| TASK TO COMPLETE |
What lines below hold the string "modes"? Copy them all.

Extracted data entries:
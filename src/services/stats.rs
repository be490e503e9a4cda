use std::sync::Arc;

use chrono::{DateTime, Utc};
use serde::Serialize;

use crate::storage::{LinkRecord, LinkStore};

#[derive(Debug, Clone, Copy, PartialEq, Eq, Serialize)]
#[serde(rename_all = "lowercase")]
pub enum LinkStatus {
    Active,
    Expired,
}

impl std::fmt::Display for LinkStatus {
    fn fmt(&self, f: &mut std::fmt::Formatter<'_>) -> std::fmt::Result {
        match self {
            Self::Active => write!(f, "active"),
            Self::Expired => write!(f, "expired"),
        }
    }
}

/// A stored record as shown in the statistics listing.
#[derive(Debug, Clone, PartialEq, Eq, Serialize)]
pub struct StatsEntry {
    #[serde(flatten)]
    pub record: LinkRecord,
    pub status: LinkStatus,
}

/// Read-only listing of every stored link, expired ones included.
pub struct StatsService {
    store: Arc<LinkStore>,
}

impl StatsService {
    pub fn new(store: Arc<LinkStore>) -> Self {
        Self { store }
    }

    pub async fn entries(&self) -> Vec<StatsEntry> {
        self.entries_at(Utc::now()).await
    }

    pub async fn entries_at(&self, now: DateTime<Utc>) -> Vec<StatsEntry> {
        self.store
            .load_all()
            .await
            .into_iter()
            .map(|record| {
                let status = if record.is_expired_at(now) {
                    LinkStatus::Expired
                } else {
                    LinkStatus::Active
                };
                StatsEntry { record, status }
            })
            .collect()
    }
}
//! Link store
//!
//! Owns the ordered list of [`LinkRecord`]s kept in the `url-stats` slot.

use std::sync::Arc;

use tokio::sync::Mutex;
use tracing::{debug, warn};

use super::backend::SlotBackend;
use super::models::LinkRecord;
use crate::errors::Result;

/// Key of the slot holding every link record.
pub const LINKS_SLOT_KEY: &str = "url-stats";

pub struct LinkStore {
    backend: Arc<dyn SlotBackend>,
    // read-modify-write in append_all must not interleave
    write_lock: Mutex<()>,
}

impl LinkStore {
    pub fn new(backend: Arc<dyn SlotBackend>) -> Self {
        Self {
            backend,
            write_lock: Mutex::new(()),
        }
    }

    pub fn backend_name(&self) -> &'static str {
        self.backend.backend_name()
    }

    /// Every stored record in insertion order.
    ///
    /// A missing, unreadable or malformed slot reads as an empty list.
    pub async fn load_all(&self) -> Vec<LinkRecord> {
        let raw = match self.backend.load(LINKS_SLOT_KEY).await {
            Ok(Some(raw)) => raw,
            Ok(None) => return Vec::new(),
            Err(e) => {
                warn!("Failed to read link slot, treating as empty: {}", e);
                return Vec::new();
            }
        };

        match serde_json::from_str::<Vec<LinkRecord>>(&raw) {
            Ok(records) => {
                debug!("Loaded {} link records", records.len());
                records
            }
            Err(e) => {
                warn!("Link slot is corrupt, treating as empty: {}", e);
                Vec::new()
            }
        }
    }

    /// Append `records` after the existing ones and write the full list back.
    pub async fn append_all(&self, records: &[LinkRecord]) -> Result<()> {
        if records.is_empty() {
            return Ok(());
        }

        let _guard = self.write_lock.lock().await;

        let mut all = self.load_all().await;
        all.extend_from_slice(records);

        let json = serde_json::to_string(&all)?;
        self.backend.save(LINKS_SLOT_KEY, &json).await?;

        debug!(
            "Appended {} link records ({} total)",
            records.len(),
            all.len()
        );
        Ok(())
    }

    /// First stored record whose short URL ends in `/<code>`.
    pub async fn find_by_shortcode(&self, code: &str) -> Option<LinkRecord> {
        self.load_all()
            .await
            .into_iter()
            .find(|record| record.matches_code(code))
    }
}
use chrono::{DateTime, Utc};
use serde::{Deserialize, Serialize};

/// A persisted short link.
///
/// Serialised with camelCase keys so the slot keeps the
/// `{longUrl, shortUrl, expiry}` layout.
#[derive(Debug, Clone, PartialEq, Eq, Serialize, Deserialize)]
#[serde(rename_all = "camelCase")]
pub struct LinkRecord {
    pub long_url: String,
    pub short_url: String,
    #[serde(with = "iso8601_millis")]
    pub expiry: DateTime<Utc>,
}

impl LinkRecord {
    pub fn new(long_url: String, short_url: String, expiry: DateTime<Utc>) -> Self {
        Self {
            long_url,
            short_url,
            expiry,
        }
    }

    /// Whether this record's short URL ends in `/<code>`.
    pub fn matches_code(&self, code: &str) -> bool {
        self.short_url
            .strip_suffix(code)
            .is_some_and(|rest| rest.ends_with('/'))
    }

    /// The trailing path segment of the short URL.
    pub fn shortcode(&self) -> &str {
        self.short_url
            .rsplit_once('/')
            .map_or(self.short_url.as_str(), |(_, code)| code)
    }

    /// 到期判定：`now` 严格晚于 `expiry` 才算过期
    pub fn is_expired_at(&self, now: DateTime<Utc>) -> bool {
        now > self.expiry
    }
}

/// Writes `2025-01-01T12:00:00.000Z`, reads any RFC 3339 instant.
mod iso8601_millis {
    use chrono::{DateTime, SecondsFormat, Utc};
    use serde::{Deserialize, Deserializer, Serializer};

    pub fn serialize<S>(value: &DateTime<Utc>, serializer: S) -> Result<S::Ok, S::Error>
    where
        S: Serializer,
    {
        serializer.serialize_str(&value.to_rfc3339_opts(SecondsFormat::Millis, true))
    }

    pub fn deserialize<'de, D>(deserializer: D) -> Result<DateTime<Utc>, D::Error>
    where
        D: Deserializer<'de>,
    {
        let raw = String::deserialize(deserializer)?;
        DateTime::parse_from_rfc3339(&raw)
            .map(|dt| dt.with_timezone(&Utc))
            .map_err(serde::de::Error::custom)
    }
}
use clap::Parser;

use quicklink::cli::Cli;
use quicklink::config::init_config;
use quicklink::runtime::lifetime::prepare_startup;
use quicklink::runtime::modes::{self, Mode};
use quicklink::system::init_logging;

#[actix_web::main]
async fn main() -> anyhow::Result<()> {
    dotenvy::dotenv().ok();

    let cli = Cli::parse();
    let config = init_config(cli.config.as_deref());

    match modes::detect_mode(cli.command.as_ref()) {
        #[cfg(feature = "server")]
        Mode::Server => {
            let _guard = init_logging(&config.logging).map_err(|e| {
                eprintln!("{}", e.format_colored());
                anyhow::anyhow!(e.format_simple())
            })?;
            let context = prepare_startup(&config).map_err(|e| {
                tracing::error!("Server startup failed: {}", e);
                anyhow::anyhow!(e.format_simple())
            })?;
            modes::run_server(&config, context).await
        }
        #[cfg(feature = "cli")]
        Mode::Cli => {
            // CLI 模式下仅输出警告以上的日志
            let mut logging = config.logging.clone();
            logging.level = "warn".to_string();
            let _guard = init_logging(&logging).ok();

            let Some(command) = cli.command else {
                anyhow::bail!("CLI mode requires a command");
            };
            if let Err(e) = modes::run_cli(command, &config).await {
                eprintln!("{}", e.format_colored());
                std::process::exit(1);
            }
            Ok(())
        }
        Mode::Unknown => {
            anyhow::bail!("No execution mode enabled; build with the `server` or `cli` feature")
        }
    }
}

| WORKED SOLUTION |
use quicklink::runtime::modes::{self, Mode};
    match modes::detect_mode(cli.command.as_ref()) {
            modes::run_server(&config, context).await
            if let Err(e) = modes::run_cli(command, &config).await {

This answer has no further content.